Items from a dataset
- - -

#![allow(
    clippy::unwrap_used,
    reason = "test code uses unwrap for concise assertions"
)]

use std::fs;

use assert_cmd::cargo::cargo_bin_cmd;
use predicates::prelude::*;
use tempfile::tempdir;

#[test]
fn converts_file_to_sibling_tex() {
    let dir = tempdir().unwrap();
    let input = dir.path().join("paper.pytex");
    fs::write(&input, "$x = 🐍print(2 ** 10, end=\"\")🐍$\n").unwrap();

    cargo_bin_cmd!("pytex").arg(&input).assert().success();

    let output = fs::read_to_string(dir.path().join("paper.tex")).unwrap();
    assert_eq!(output, "$x = 1024$\n");
}

#[test]
fn explicit_output_path() {
    let dir = tempdir().unwrap();
    let input = dir.path().join("in.pytex");
    let output = dir.path().join("out").join("result.tex");
    fs::create_dir(dir.path().join("out")).unwrap();
    fs::write(&input, "🐍print(\"hi\")🐍").unwrap();

    cargo_bin_cmd!("pytex")
        .arg(&input)
        .arg("-o")
        .arg(&output)
        .assert()
        .success();

    assert_eq!(fs::read_to_string(output).unwrap(), "hi\n");
}

#[test]
fn stdin_to_stdout() {
    cargo_bin_cmd!("pytex")
        .arg("-")
        .write_stdin("A🐍print(\"B\", end=\"\")🐍C")
        .assert()
        .success()
        .stdout("ABC");
}

#[test]
fn file_to_stdout() {
    let dir = tempdir().unwrap();
    let input = dir.path().join("doc.pytex");
    fs::write(&input, "🐍print(\"a\")🐍🐍print(\"b\")🐍").unwrap();

    cargo_bin_cmd!("pytex")
        .arg(&input)
        .args(["-o", "-"])
        .assert()
        .success()
        .stdout("a\nb\n");
    assert!(!dir.path().join("doc.tex").exists());
}

#[test]
fn failing_block_exits_with_error() {
    let dir = tempdir().unwrap();
    let input = dir.path().join("doc.pytex");
    fs::write(&input, "🐍print(\"first\")🐍 🐍1 / 0🐍").unwrap();

    cargo_bin_cmd!("pytex")
        .arg(&input)
        .assert()
        .failure()
        .code(1)
        .stderr(predicate::str::contains(
            "error: ZeroDivisionError: division by zero",
        ));
    assert!(!dir.path().join("doc.tex").exists());
}

#[test]
fn segments_listing() {
    cargo_bin_cmd!("pytex")
        .args(["-", "--segments"])
        .write_stdin("a🐍1/0🐍")
        .assert()
        .success()
        .stdout("0\tliteral\t0..1\t\"a\"\n1\texecutable\t5..8\t\"1/0\"\n");
}

#[test]
fn missing_input_file() {
    let dir = tempdir().unwrap();
    cargo_bin_cmd!("pytex")
        .arg(dir.path().join("nope.pytex"))
        .assert()
        .failure()
        .code(1)
        .stderr(predicate::str::contains("error: cannot read"));
}

#[test]
fn invalid_utf8_input() {
    cargo_bin_cmd!("pytex")
        .arg("-")
        .write_stdin(vec![0xc3, 0x28])
        .assert()
        .failure()
        .stderr(predicate::str::contains("is not valid UTF-8"));
}

#[test]
fn usage_error() {
    cargo_bin_cmd!("pytex")
        .arg("--no-such-flag")
        .assert()
        .failure()
        .code(2);
}

#[test]
fn verbose_conflicts_with_quiet() {
    cargo_bin_cmd!("pytex")
        .args(["-", "-v", "-q"])
        .write_stdin("")
        .assert()
        .failure()
        .code(2);
}
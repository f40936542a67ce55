//! The format-spec mini-language, shared by `format()`, f-string fields and
//! `str.format`.
//!
//! Supports:
//! - Integers: decimal, binary, octal, hex, sign, alternate form, grouping
//! - Floats: `e`, `f`, `g`, `%` and the default repr-like rendering
//! - Strings: precision truncation, width, alignment

use pytex_ir::format_spec::{parse_format_spec, Align, FormatType, ParsedFormatSpec, Sign};

use crate::errors::{type_error, value_error, EvalError, EvalResult, ExceptionKind};
use crate::methods::get_attribute;
use crate::subscript::get_item;
use crate::value::float_repr;
use crate::Value;

/// Format `value` according to `spec`, as `format(value, spec)` does.
pub fn format_value(value: &Value, spec: &str) -> EvalResult<String> {
    if spec.is_empty() {
        return Ok(value.to_str());
    }
    let parsed = parse_format_spec(spec).map_err(|err| value_error(err.to_string()))?;
    match value {
        Value::Int(_) | Value::Bool(_) => {
            let n = value.as_index().unwrap_or(0);
            match parsed.format_type {
                Some(ty) if ty.is_float() => Ok(format_float(n as f64, &parsed)),
                Some(FormatType::Str) => Err(unknown_code(FormatType::Str, value)),
                _ => Ok(format_int(n, &parsed)),
            }
        }
        Value::Float(f) => match parsed.format_type {
            Some(ty) if ty.is_integer_only() || ty == FormatType::Str => {
                Err(unknown_code(ty, value))
            }
            _ => Ok(format_float(*f, &parsed)),
        },
        Value::Str(s) => match parsed.format_type {
            None | Some(FormatType::Str) => format_str(s, &parsed),
            Some(ty) => Err(unknown_code(ty, value)),
        },
        _ => Err(type_error(format!(
            "unsupported format string passed to {}.__format__",
            value.type_name()
        ))),
    }
}

#[cold]
fn unknown_code(ty: FormatType, value: &Value) -> EvalError {
    value_error(format!(
        "Unknown format code '{}' for object of type '{}'",
        ty.as_char(),
        value.type_name()
    ))
}

fn format_int(n: i64, spec: &ParsedFormatSpec) -> String {
    let abs = n.unsigned_abs();
    let (digits, prefix, group_size) = match spec.format_type {
        Some(FormatType::Binary) => (format!("{abs:b}"), "0b", 4),
        Some(FormatType::Octal) => (format!("{abs:o}"), "0o", 4),
        Some(FormatType::Hex) => (format!("{abs:x}"), "0x", 4),
        Some(FormatType::HexUpper) => (format!("{abs:X}"), "0X", 4),
        _ => (abs.to_string(), "", 3),
    };
    let digits = match spec.grouping {
        Some(separator) => group_digits(&digits, separator, group_size),
        None => digits,
    };
    let prefix = if spec.alternate { prefix } else { "" };
    let sign = sign_str(n < 0, spec);
    pad_number(&format!("{sign}{prefix}"), &digits, spec)
}

fn format_float(f: f64, spec: &ParsedFormatSpec) -> String {
    let negative = f.is_sign_negative() && !f.is_nan();
    let abs = f.abs();
    let upper = matches!(
        spec.format_type,
        Some(FormatType::ExpUpper | FormatType::FixedUpper | FormatType::GeneralUpper)
    );

    let body = if abs.is_finite() {
        match spec.format_type {
            Some(FormatType::Exp | FormatType::ExpUpper) => {
                format_exp(abs, spec.precision.unwrap_or(6), spec.alternate)
            }
            Some(FormatType::Fixed | FormatType::FixedUpper) => {
                let precision = spec.precision.unwrap_or(6);
                with_point(format!("{abs:.precision$}"), spec.alternate && precision == 0)
            }
            Some(FormatType::Percent) => {
                let precision = spec.precision.unwrap_or(6);
                let pct = abs * 100.0;
                format!(
                    "{}%",
                    with_point(format!("{pct:.precision$}"), spec.alternate && precision == 0)
                )
            }
            Some(FormatType::General | FormatType::GeneralUpper | FormatType::Number) => {
                format_general(abs, spec.precision.unwrap_or(6), spec.alternate, false)
            }
            _ => match spec.precision {
                Some(precision) => format_general(abs, precision, spec.alternate, true),
                None => float_repr(abs),
            },
        }
    } else {
        let text = if abs.is_nan() { "nan" } else { "inf" };
        if spec.format_type == Some(FormatType::Percent) {
            format!("{text}%")
        } else {
            text.to_owned()
        }
    };
    let body = if upper { body.to_uppercase() } else { body };

    let body = match spec.grouping {
        Some(separator) if abs.is_finite() => {
            let split = body.find(|c: char| !c.is_ascii_digit()).unwrap_or(body.len());
            let (int_part, rest) = body.split_at(split);
            format!("{}{rest}", group_digits(int_part, separator, 3))
        }
        _ => body,
    };
    pad_number(sign_str(negative, spec), &body, spec)
}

- - -

WORK TO COMPLETE: Copy every line where the word "stderr" is present in the entries above.

RESPONSE BOX:
        .stderr(predicate::str::contains(
        .stderr(predicate::str::contains("error: cannot read"));
        .stderr(predicate::str::contains("is not valid UTF-8"));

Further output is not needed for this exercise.